Being born with Downs syndrome has many bad and good challenges that I had to face in friendships. Students I had made friends with were always bullying me, so it had been really challenging to make friends because of how I was treated. Back in my childhood I had this friend who had been close in middle school who was part of the bullying I had faced. I grew up not knowing that she was a bad friend and faced really troubled situations. She was one of those people who lived on the wild side and took advantage of me. When her adult years came, she was constantly eagerly throwing herself on men she hardly knew, and had been going to bars and clubs to fill herself up with alcohol. I was unaware of this when she dragged me along only to find out I was in a bad place and kept buying me drinks to get me drunk, but I had been trying to tell this so-called friend I was feeling really uncomfortable, but she was not listening to me. She had left me alone, while she was off with a guy of whom she was dating. Worse than that, she had made me lie to my parent about going up to visit this person. All in all, this person was not a good friend to me. I stopped being friends with this person due to that situation. I would never go back in time to that day and the person she turned me to be. It was not me, it was a different person that she wanted me to be!

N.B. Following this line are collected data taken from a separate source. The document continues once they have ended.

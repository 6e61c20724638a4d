//! modsh Configuration System
//!
//! Provides layered YAML configuration for the modsh shell.
//!
//! # Configuration Loading Priority
//!
//! 1. Compiled-in defaults
//! 2. `/etc/modsh/modsh.yaml` (system-wide)
//! 3. `~/.config/modsh/modsh.yaml` (user)
//! 4. `./modsh.yaml` (project-local)
//! 5. `MODSH_CONFIG=/path/to/config.yaml` (explicit)
//! 6. Environment variables (highest priority)
//!
//! # Example Configuration
//!
//! ```yaml
//! shell:
//!   prompt: "{cyan}modsh{reset} [{modules}]> "
//!   history:
//!     file: "~/.modsh_history"
//!
//! modules:
//!   dir: "${HOME}/modsh/modules"
//!   python: python3
//!
//! session:
//!   persist: true
//!
//! logging:
//!   level: debug
//! ```

#![allow(missing_docs)]

mod error;
mod loader;
mod types;

pub use error::ConfigError;
pub use loader::{expand_path, ConfigLoader};
pub use types::*;

/// Load configuration from default locations.
///
/// Searches for config files in order and merges them.
/// Environment variables override file values.
pub fn load() -> Result<ModshConfig, ConfigError> {
    ConfigLoader::new().load()
}

/// Load configuration from a specific file.
pub fn load_from_file(path: &str) -> Result<ModshConfig, ConfigError> {
    ConfigLoader::new().with_file(path).load()
}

The good ways of having this disability is having support from different types of people who see beyond the image and have supported me through my challenges. Those are really true friendships. I am a friendly, outgoing person who just wants to make a difference in people's lives. To this day, I have no trouble finding true friendships despite my challenges, because I function like a normal person, even though I look different than the normal person.

In my childhood, I met a family who has a family of four boys. The youngest, also a boy who has Downs syndrome and has challenges like I do, went to a Montessori preschool out of my mother's home. I grew up with the family for fifteen years. The parents of this family had developed a church which was based out of their home. The oldest son had brought a friend of his to visit the church and his family in December 2004. She lived in New York but had been visiting this friend of mine. I became friends with Anna after a couple times that she came to visit the church and the oldest son's family. I had taken a vacation up to New York to visit this new friend of mine, and I had developed a strong bond and a friendship with Anna. To this day, I remain friends with her.

I truly value my friendship with her, because she teaches me a lot about life and assists me with support about learning new endeavors and adventures in life. On my visits to New York, she took me to places around the beautiful, lively environment. I have stayed in her New York apartment and met her roommates, who have been really nice people and I really had a nice time on my trip visiting with Anna. On occasion, I go up to the east bay to visit with Anna, we eat lunch or have coffee chats at fancy places. The conversations she and I have had were very meaningful and it brought me to places I have never imagined myself in! I always cherish and love these moments of having deep conversations that really jump out to you that makes imagination gets into the soul and really think about life and its creation.

Anna really took the time to get to know me and to love me to be close, something that I had never had from someone who is so incredibly friendly. A couple times there were sad moments, when my father had passed away, and I had been in depression and she had been there for support and a shoulder to cry on, someone I could confide in. That shows true friendship, and made me appreciate and love her even more. She has been very supportive of the challenges I face and looked beyond the image, a true support there!

I am one of those friends who cares, loves, and offers support to friends, I will always care, love, and support Anna. That is what true friendships are about! She has been like an older sister type and someone I look up to in life. My friendship with Anna feels like she is family. My hopes are developing more friendships and holding them together as one big family that can't be broken.